__PROBLEM__: Please output the entries below exactly as they are.

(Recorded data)
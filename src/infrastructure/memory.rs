// SPDX-License-Identifier: MPL-2.0
//! In-memory adapters.
//!
//! These back the selection box when no window system is involved: headless
//! hosts, benches and tests. The preview port keeps a shared ledger so the
//! handle accounting can be inspected after the port has been moved into a
//! [`DragBox`](crate::application::DragBox).

use crate::application::port::{
    DialogRequest, FileDialog, HandleId, PreviewHandle, PreviewKind, PreviewPort,
};
use crate::domain::File;
use futures_util::future::{self, BoxFuture, FutureExt};
use std::collections::HashSet;
use std::sync::{Arc, Mutex, MutexGuard};

// =============================================================================
// Preview ledger
// =============================================================================

#[derive(Debug, Default)]
struct LedgerState {
    live: HashSet<HandleId>,
    allocated: usize,
    released: usize,
}

/// Shared view of the handles a [`MemoryPreviewPort`] has handed out.
#[derive(Debug, Clone, Default)]
pub struct PreviewLedger(Arc<Mutex<LedgerState>>);

impl PreviewLedger {
    fn state(&self) -> MutexGuard<'_, LedgerState> {
        // A panic while holding the lock cannot leave the counters torn.
        self.0.lock().unwrap_or_else(std::sync::PoisonError::into_inner)
    }

    /// Handles allocated and not yet released.
    #[must_use]
    pub fn live_count(&self) -> usize {
        self.state().live.len()
    }

    #[must_use]
    pub fn is_live(&self, id: HandleId) -> bool {
        self.state().live.contains(&id)
    }

    /// Total allocations so far.
    #[must_use]
    pub fn allocated(&self) -> usize {
        self.state().allocated
    }

    /// Total releases so far.
    #[must_use]
    pub fn released(&self) -> usize {
        self.state().released
    }
}

// =============================================================================
// MemoryPreviewPort
// =============================================================================

/// Preview port that only tracks handles. Images get visual handles, every
/// other file a fallback handle.
#[derive(Debug, Clone, Default)]
pub struct MemoryPreviewPort {
    ledger: PreviewLedger,
}

impl MemoryPreviewPort {
    #[must_use]
    pub fn new() -> Self {
        Self::default()
    }

    /// Shared ledger, still readable after the port is moved.
    #[must_use]
    pub fn ledger(&self) -> PreviewLedger {
        self.ledger.clone()
    }

    #[must_use]
    pub fn live_count(&self) -> usize {
        self.ledger.live_count()
    }

    #[must_use]
    pub fn is_live(&self, id: HandleId) -> bool {
        self.ledger.is_live(id)
    }
}

impl PreviewPort for MemoryPreviewPort {
    fn allocate(&mut self, file: &File) -> PreviewHandle {
        let kind = if file.is_image() {
            PreviewKind::Visual
        } else {
            PreviewKind::Fallback
        };
        let handle = PreviewHandle::new(HandleId::next(), kind);

        let mut state = self.ledger.state();
        state.live.insert(handle.id());
        state.allocated += 1;
        handle
    }

    fn release(&mut self, handle: PreviewHandle) {
        let mut state = self.ledger.state();
        if state.live.remove(&handle.id()) {
            state.released += 1;
        } else {
            tracing::warn!(handle = handle.id().value(), "release of unknown preview handle");
        }
    }
}

// =============================================================================
// MemoryFileDialog
// =============================================================================

/// Dialog that "picks" a preset batch, honouring single/multi mode.
#[derive(Debug, Clone, Default)]
pub struct MemoryFileDialog {
    batch: Vec<File>,
    requests: Arc<Mutex<Vec<DialogRequest>>>,
}

impl MemoryFileDialog {
    #[must_use]
    pub fn new(batch: Vec<File>) -> Self {
        Self {
            batch,
            requests: Arc::default(),
        }
    }

    /// Requests presented so far.
    #[must_use]
    pub fn requests(&self) -> Vec<DialogRequest> {
        self.requests
            .lock()
            .map(|requests| requests.clone())
            .unwrap_or_default()
    }
}

impl FileDialog for MemoryFileDialog {
    fn present(&self, request: DialogRequest) -> BoxFuture<'static, Vec<File>> {
        let picked = if request.multiple {
            self.batch.clone()
        } else {
            self.batch.iter().take(1).cloned().collect()
        };
        if let Ok(mut requests) = self.requests.lock() {
            requests.push(request);
        }
        future::ready(picked).boxed()
    }
}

__OUTPUT FOR THIS EXERCISE__:
filename src/infrastructure/memory.rs
// SPDX-License-Identifier: MPL-2.0
//! In-memory adapters.
//!
//! These back the selection box when no window system is involved: headless
//! hosts, benches and tests. The preview port keeps a shared ledger so the
//! handle accounting can be inspected after the port has been moved into a
//! [`DragBox`](crate::application::DragBox).

use crate::application::port::{
    DialogRequest, FileDialog, HandleId, PreviewHandle, PreviewKind, PreviewPort,
};
use crate::domain::File;
use futures_util::future::{self, BoxFuture, FutureExt};
use std::collections::HashSet;
use std::sync::{Arc, Mutex, MutexGuard};

// =============================================================================
// Preview ledger
// =============================================================================

#[derive(Debug, Default)]
struct LedgerState {
    live: HashSet<HandleId>,
    allocated: usize,
    released: usize,
}

/// Shared view of the handles a [`MemoryPreviewPort`] has handed out.
#[derive(Debug, Clone, Default)]
pub struct PreviewLedger(Arc<Mutex<LedgerState>>);

impl PreviewLedger {
    fn state(&self) -> MutexGuard<'_, LedgerState> {
        // A panic while holding the lock cannot leave the counters torn.
        self.0.lock().unwrap_or_else(std::sync::PoisonError::into_inner)
    }

    /// Handles allocated and not yet released.
    #[must_use]
    pub fn live_count(&self) -> usize {
        self.state().live.len()
    }

    #[must_use]
    pub fn is_live(&self, id: HandleId) -> bool {
        self.state().live.contains(&id)
    }

    /// Total allocations so far.
    #[must_use]
    pub fn allocated(&self) -> usize {
        self.state().allocated
    }

    /// Total releases so far.
    #[must_use]
    pub fn released(&self) -> usize {
        self.state().released
    }
}

// =============================================================================
// MemoryPreviewPort
// =============================================================================

/// Preview port that only tracks handles. Images get visual handles, every
/// other file a fallback handle.
#[derive(Debug, Clone, Default)]
pub struct MemoryPreviewPort {
    ledger: PreviewLedger,
}

impl MemoryPreviewPort {
    #[must_use]
    pub fn new() -> Self {
        Self::default()
    }

    /// Shared ledger, still readable after the port is moved.
    #[must_use]
    pub fn ledger(&self) -> PreviewLedger {
        self.ledger.clone()
    }

    #[must_use]
    pub fn live_count(&self) -> usize {
        self.ledger.live_count()
    }

    #[must_use]
    pub fn is_live(&self, id: HandleId) -> bool {
        self.ledger.is_live(id)
    }
}

impl PreviewPort for MemoryPreviewPort {
    fn allocate(&mut self, file: &File) -> PreviewHandle {
        let kind = if file.is_image() {
            PreviewKind::Visual
        } else {
            PreviewKind::Fallback
        };
        let handle = PreviewHandle::new(HandleId::next(), kind);

        let mut state = self.ledger.state();
        state.live.insert(handle.id());
        state.allocated += 1;
        handle
    }

    fn release(&mut self, handle: PreviewHandle) {
        let mut state = self.ledger.state();
        if state.live.remove(&handle.id()) {
            state.released += 1;
        } else {
            tracing::warn!(handle = handle.id().value(), "release of unknown preview handle");
        }
    }
}

// =============================================================================
// MemoryFileDialog
// =============================================================================

/// Dialog that "picks" a preset batch, honouring single/multi mode.
#[derive(Debug, Clone, Default)]
pub struct MemoryFileDialog {
    batch: Vec<File>,
    requests: Arc<Mutex<Vec<DialogRequest>>>,
}

impl MemoryFileDialog {
    #[must_use]
    pub fn new(batch: Vec<File>) -> Self {
        Self {
            batch,
            requests: Arc::default(),
        }
    }

    /// Requests presented so far.
    #[must_use]
    pub fn requests(&self) -> Vec<DialogRequest> {
        self.requests
            .lock()
            .map(|requests| requests.clone())
            .unwrap_or_default()
    }
}

impl FileDialog for MemoryFileDialog {
    fn present(&self, request: DialogRequest) -> BoxFuture<'static, Vec<File>> {
        let picked = if request.multiple {
            self.batch.clone()
        } else {
            self.batch.iter().take(1).cloned().collect()
        };
        if let Ok(mut requests) = self.requests.lock() {
            requests.push(request);
        }
        future::ready(picked).boxed()
    }
}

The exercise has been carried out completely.